Evidemment, l’inverse se vérifiera aussi probablement : combien d’emplois seront-ils détruits par l’arrivée des humanoïdes dans les services ? La question se posera avec de plus en plus d’acuité. Car évidemment, une fois que baisseront leurs coûts d’achats, les robots seront de plus en plus attractifs pour les employeurs : pas de week-ends ni de congés pour vacances ou maladies, pas de revendications syndicales, une plus grande productivité, etc.

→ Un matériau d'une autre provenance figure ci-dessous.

use crate::error::{ProtocolError, Result};
use crate::model::{Device, Protocol, Share};
use crate::protocol::mount::{MountKey, MountTable};
use crate::protocol::{mount_point_name, probe_tcp, ProtocolDriver};
use async_trait::async_trait;
use std::path::{Path, PathBuf};
use std::sync::Arc;
use tokio::process::Command;
use tracing::debug;

const RSYNC_DEFAULT_PORT: u16 = 873;

/// "Mounts" an rsync module by syncing it into a local staging directory;
/// the staging directory is the mount path handed to the engine.
pub struct RsyncDriver {
    mount_base: PathBuf,
    table: Arc<MountTable>,
}

impl RsyncDriver {
    pub fn new(mount_base: PathBuf, table: Arc<MountTable>) -> Self {
        Self { mount_base, table }
    }

    async fn perform_mount(
        &self,
        device: &Device,
        share: &Share,
        password: &str,
    ) -> Result<PathBuf> {
        let staging = self
            .mount_base
            .join(mount_point_name(&device.host, &share.remote_path));
        tokio::fs::create_dir_all(&staging)
            .await
            .map_err(|e| ProtocolError::MountFailed(format!("{}: {}", staging.display(), e)))?;

        let source = if device.username.is_empty() {
            format!(
                "rsync://{}:{}/{}/",
                device.host,
                device.port.unwrap_or(RSYNC_DEFAULT_PORT),
                share.remote_path.trim_matches('/')
            )
        } else {
            format!(
                "rsync://{}@{}:{}/{}/",
                device.username,
                device.host,
                device.port.unwrap_or(RSYNC_DEFAULT_PORT),
                share.remote_path.trim_matches('/')
            )
        };

        debug!(source = %source, staging = %staging.display(), "Syncing rsync module");

        let mut command = Command::new("rsync");
        command.arg("-a").arg(&source).arg(&staging);
        if !password.is_empty() {
            command.env("RSYNC_PASSWORD", password);
        }

        let output = match command.output().await {
            Ok(output) => output,
            Err(e) => {
                let _ = tokio::fs::remove_dir_all(&staging).await;
                return Err(ProtocolError::MountFailed(format!(
                    "failed to execute rsync: {}",
                    e
                ))
                .into());
            }
        };

        if !output.status.success() {
            let _ = tokio::fs::remove_dir_all(&staging).await;
            let stderr = String::from_utf8_lossy(&output.stderr);
            return Err(ProtocolError::MountFailed(format!(
                "rsync failed for {}: {}",
                source,
                stderr.trim()
            ))
            .into());
        }

        Ok(staging)
    }

    async fn perform_unmount(mount_path: &Path) -> Result<()> {
        tokio::fs::remove_dir_all(mount_path)
            .await
            .map_err(|e| {
                ProtocolError::UnmountFailed(format!("{}: {}", mount_path.display(), e)).into()
            })
    }
}

#[async_trait]
impl ProtocolDriver for RsyncDriver {
    fn name(&self) -> &'static str {
        "rsync"
    }

    fn supports_wol(&self) -> bool {
        true
    }

    fn requires_auth(&self) -> bool {
        false
    }

    async fn test_connection(&self, device: &Device) -> Result<()> {
        probe_tcp(&device.host, device.port.unwrap_or(RSYNC_DEFAULT_PORT)).await
    }

    async fn mount(&self, device: &Device, share: &Share, password: &str) -> Result<PathBuf> {
        let key = MountKey::new(&device.host, &share.remote_path);
        self.table
            .mount(key, Protocol::Rsync, || {
                self.perform_mount(device, share, password)
            })
            .await
    }

    async fn unmount(&self, mount_path: &Path) -> Result<()> {
        self.table
            .release(mount_path, |path| async move {
                Self::perform_unmount(&path).await
            })
            .await
    }

    async fn teardown(&self, mount_path: &Path) -> Result<()> {
        Self::perform_unmount(mount_path).await
    }
}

Cette nouvelle mutation technologique nécessitera beaucoup d’anticipation et des efforts d’adaptation de nos entreprises, mais aussi de notre système éducatif et de formation professionnelle.
Une autre question se posera avec force : quelle sera le comportement des clients face à la généralisation des robots ? Quel sera l’attitude dominante : la curiosité, l’attrait de la nouveauté, ou bien la méfiance, voire le rejet ? Y aura-t-il de fortes disparités entre les plus jeunes, qui seront bientôt nés avec les humanoïdes, et les plus anciens, dont l’enfance fut bercée par des tas d’histoires de robots menaçant l’humanité ? Encore peu d’études ont abordé ce sujet. Le roboticien japonais Masahiro Mori a publié en 1970 une théorie intitulée « la vallée dérangeante ». Il prédit que les hommes se sentiront plus à l’aise devant un robot clairement artificiel que face à un humanoïde imitant l’être humain à la quasi perfection, susceptible de déclencher chez eux un certain malaise.
En conclusion, à quoi pouvons-nous nous attendre dans le tourisme ? Quels seront les métiers les plus directement impactés par cette mutation ? Comme on l’a vu dans les exemples précédemment, il s’agira des services de maintenance, sécurité, gardiennage, logistique, transports, bagagerie, ménage, mais également des services à plus forte valeur ajoutée comme l’accueil, la réception, le guidage, l’animation, l’accompagnement de clients, l’assistance (notamment de personnes handicapées). Les entreprises les plus concernées seront les aéroports, gares, restaurants, hôtels, sites, musées, monuments, boutiques, parcs de loisirs, centres sportifs, spas, salles de spectacles, discothèques, palais des congrès, parcs des expositions.
Face à toutes ces perspectives, à quand un plan spécifique « robotique et tourisme » à l’initiative du Ministère du Tourisme ou d’Atout France ? Et à quand le blog rtourisme, à l’ère du « robot tourism », après le blog etourisme ? 🙂
Pour sa part, le Welcome City Lab, dont la vocation est d’accompagner, de stimuler et d’anticiper l’innovation dans le tourisme, se positionne d’ores et déjà comme un acteur de cette mutation. Comme toute innovation, la robotique touristique se fera avec nous… ou sans nous. Pour notre part, nous faisons le premier choix, dans l’objectif que Paris et la France puissent appréhender cette révolution avec confiance en prenant un temps d’avance.